Earlier this week, Michigan’s Gov. Gretchen Whitmer released an executive order banning all gatherings of more than 50 people in order to prevent the spread of COVID-19.
The exceptions to that rule made sense: Health care facilities, for example, could go beyond that if needed. Same with grocery stores and the state legislature.
But later in the week, that order was updated to say there would be no penalty for any “place of religious worship” if more than 50 people gathered. In other words, religious groups were exempt from the rule.
Why? It’s not like the virus cares what you believe. And if 1,000 people can gather in a church, where carriers of the virus (or people infected with it) can gather, it will eventually affect all of us. Especially since those churches tend to attract the elderly, who are more susceptible to COVID-19.
The only comment provided by the governor’s office was that there was still a 50-person limits… but churches, mosques, etc. wouldn’t have to pay a penalty if they disobeyed the law.
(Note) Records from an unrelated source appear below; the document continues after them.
//! Subcommand implementations.

use std::path::Path;

use anyhow::{Context, Result};
use xtform_syntax::{Diagnostic, Severity};

pub mod body;
pub mod check;
pub mod fmt;
pub mod insert;
pub mod palette;
pub mod parse;
pub mod set;
pub mod watch;

/// File extension of form documents.
pub const DOCUMENT_EXTENSION: &str = "xtform";

/// Read a document from disk.
pub async fn read_document(path: &Path) -> Result<String> {
    tokio::fs::read_to_string(path)
        .await
        .with_context(|| format!("Failed to read {}", path.display()))
}

/// Write a document back to disk.
pub async fn write_document(path: &Path, content: &str) -> Result<()> {
    tokio::fs::write(path, content)
        .await
        .with_context(|| format!("Failed to write {}", path.display()))
}

/// Log each diagnostic against its file.
pub fn report(path: &Path, diagnostics: &[Diagnostic]) {
    for diagnostic in diagnostics {
        match diagnostic.severity {
            Severity::Error => tracing::error!("{}: {}", path.display(), diagnostic),
            Severity::Warning => tracing::warn!("{}: {}", path.display(), diagnostic),
        }
    }
}
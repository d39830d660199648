//! Body tokenizer.
//!
//! Splits body text into text runs and `[% ... /%]` component tags. Every
//! token keeps its exact source slice in `raw`, so joining the raw slices
//! gives back the input.

use crate::ast::Position;

const COMPONENT_OPEN: &str = "[%";
const COMPONENT_CLOSE: &str = "/%";

/// Token classification.
#[derive(Debug, Clone, Copy, PartialEq, Eq)]
pub enum TokenKind {
    Text,
    ComponentSelfClosing,
    Eof,
}

/// A token borrowed from the body text.
#[derive(Debug, Clone, Copy, PartialEq, Eq)]
pub struct Token<'a> {
    pub kind: TokenKind,

    /// Text runs: the text itself. Components: the trimmed tag content
    /// between the markers.
    pub value: &'a str,

    /// The exact source slice, markers included.
    pub raw: &'a str,

    pub position: Position,
}

impl Token<'_> {
    /// A component tag that ran to the end of input without its `/%` marker.
    pub fn is_unterminated(&self) -> bool {
        self.kind == TokenKind::ComponentSelfClosing && !self.raw.contains(COMPONENT_CLOSE)
    }
}

/// Character scanner over a body string.
pub struct Tokenizer<'a> {
    input: &'a str,
    pos: usize,
    line: usize,
    column: usize,
}

impl<'a> Tokenizer<'a> {
    pub fn new(input: &'a str) -> Self {
        Self {
            input,
            pos: 0,
            line: 1,
            column: 1,
        }
    }

    /// Scan the next token. Returns an `Eof` token once the input is used up.
    pub fn next_token(&mut self) -> Token<'a> {
        if self.is_at_end() {
            return Token {
                kind: TokenKind::Eof,
                value: "",
                raw: "",
                position: self.current_position(),
            };
        }

        if self.starts_with(COMPONENT_OPEN) {
            self.read_component()
        } else {
            self.read_text()
        }
    }

    /// Read `[% content /%]`.
    ///
    /// An unterminated tag swallows the rest of the input.
    fn read_component(&mut self) -> Token<'a> {
        let start = self.pos;
        let position = self.current_position();

        self.advance_by(COMPONENT_OPEN.len());
        self.skip_whitespace();

        let content_start = self.pos;
        while !self.is_at_end() && !self.starts_with(COMPONENT_CLOSE) {
            self.advance();
        }
        let content_end = self.pos;

        if self.starts_with(COMPONENT_CLOSE) {
            self.advance_by(COMPONENT_CLOSE.len());
            if self.starts_with("]") {
                self.advance();
            }
        }

        Token {
            kind: TokenKind::ComponentSelfClosing,
            value: self.input[content_start..content_end].trim(),
            raw: &self.input[start..self.pos],
            position,
        }
    }

    /// Read text up to the next component marker or the end of input.
    fn read_text(&mut self) -> Token<'a> {
        let start = self.pos;
        let position = self.current_position();

        while !self.is_at_end() && !self.starts_with(COMPONENT_OPEN) {
            self.advance();
        }

        let text = &self.input[start..self.pos];
        Token {
            kind: TokenKind::Text,
            value: text,
            raw: text,
            position,
        }
    }

    fn skip_whitespace(&mut self) {
        while self.peek().is_some_and(char::is_whitespace) {
            self.advance();
        }
    }

    fn advance_by(&mut self, chars: usize) {
        for _ in 0..chars {
            self.advance();
        }
    }

    fn advance(&mut self) {
        if let Some(ch) = self.peek() {
            self.pos += ch.len_utf8();
            if ch == '\n' {
                self.line += 1;
                self.column = 1;
            } else {
                self.column += 1;
            }
        }
    }

    fn peek(&self) -> Option<char> {
        self.input[self.pos..].chars().next()
    }

    fn starts_with(&self, marker: &str) -> bool {
        self.input[self.pos..].starts_with(marker)
    }

    fn is_at_end(&self) -> bool {
        self.pos >= self.input.len()
    }

    fn current_position(&self) -> Position {
        Position::new(self.line, self.column)
    }
}

impl<'a> Iterator for Tokenizer<'a> {
    type Item = Token<'a>;

    fn next(&mut self) -> Option<Self::Item> {
        let token = self.next_token();
        (token.kind != TokenKind::Eof).then_some(token)
    }
}

/// Tokenize a whole body. The terminating `Eof` is not included.
pub fn tokenize(input: &str) -> Vec<Token<'_>> {
    Tokenizer::new(input).collect()
}
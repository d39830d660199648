//! Rendering a document tree back to `.xtform` text.
//!
//! Body output is a best-effort reconstruction. Whitespace details such as
//! the number of blank lines between blocks are not preserved.

use crate::ast::{Block, Component, Document, Inline, NodeRef, PropValue, XtformAst};
use crate::frontmatter::{serialize_data, serialize_metadata};
use crate::scalar::format_number;

/// Render a whole document: metadata block, body, then data block.
pub fn serialize(ast: &XtformAst) -> String {
    let mut out = serialize_metadata(&ast.metadata);

    let body = serialize_body(&ast.body);
    if !body.is_empty() {
        out.push_str(&body);
        out.push('\n');
    }

    let data = serialize_data(&ast.data);
    if !data.is_empty() {
        if !body.is_empty() {
            out.push('\n');
        }
        out.push_str(&data);
    }

    out
}

/// Render any node as body text.
pub fn serialize_body<'a>(node: impl Into<NodeRef<'a>>) -> String {
    let mut out = String::new();
    write_node(&mut out, node.into());
    out
}

fn write_node(out: &mut String, node: NodeRef<'_>) {
    match node {
        NodeRef::Document(document) => write_document(out, document),
        NodeRef::Heading(heading) => {
            out.push_str(&"#".repeat(usize::from(heading.level)));
            out.push(' ');
            write_inlines(out, &heading.children);
        }
        NodeRef::Paragraph(paragraph) => write_inlines(out, &paragraph.children),
        NodeRef::Text(text) => out.push_str(&text.value),
        NodeRef::Component(component) => write_component(out, component),
    }
}

fn write_document(out: &mut String, document: &Document) {
    for (index, block) in document.children.iter().enumerate() {
        if index > 0 {
            out.push_str("\n\n");
        }
        write_node(out, NodeRef::from(block));
    }
}

fn write_inlines(out: &mut String, children: &[Inline]) {
    for child in children {
        write_node(out, NodeRef::from(child));
    }
}

fn write_component(out: &mut String, component: &Component) {
    out.push_str("[% ");
    out.push_str(&component.name);

    for (key, value) in component.props.iter().flatten() {
        match value {
            PropValue::String(s) => out.push_str(&format!(" {key}=\"{s}\"")),
            PropValue::Number(n) => out.push_str(&format!(" {key}={{{}}}", format_number(*n))),
            PropValue::Boolean(true) => out.push_str(&format!(" {key}")),
            PropValue::Boolean(false) => {}
        }
    }

    out.push_str(" /%]");
}

impl Block {
    /// Body text of this block.
    pub fn to_source(&self) -> String {
        serialize_body(self)
    }
}
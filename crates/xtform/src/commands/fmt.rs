//! Format command.

use std::path::Path;

use anyhow::Result;
use xtform_syntax::{parse, serialize};

use super::{read_document, report, write_document};

/// Run the fmt command.
///
/// Documents with error diagnostics are left alone, since serializing them
/// would drop the malformed parts.
pub async fn run(file: &Path, check: bool) -> Result<()> {
    let source = read_document(file).await?;
    let result = parse(&source);
    report(file, &result.diagnostics);

    let ast = result.into_result()?;
    let formatted = serialize(&ast);

    if formatted == source {
        tracing::info!("{} is already formatted", file.display());
        return Ok(());
    }

    if check {
        anyhow::bail!("{} is not formatted", file.display());
    }

    write_document(file, &formatted).await?;
    tracing::info!("Formatted {}", file.display());
    Ok(())
}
It makes as much sense as saying there’s a speed limit on the road, but church vans can ignore it. That still puts us all in danger.
While no one is asking the government to infringe upon religious freedom, there’s a public health crisis that demands we not congregate, unless absolutely vital, for any reason.
No matter how much state officials urge religious groups not to get together, the exemption gives churches the ability to put the entire state — and beyond — at risk. If their religious delusions outweigh their acceptance of science, the pandemic will only get worse.
Religious groups don’t have a God-given right to spread a virus because they’re too ignorant to listen to scientists.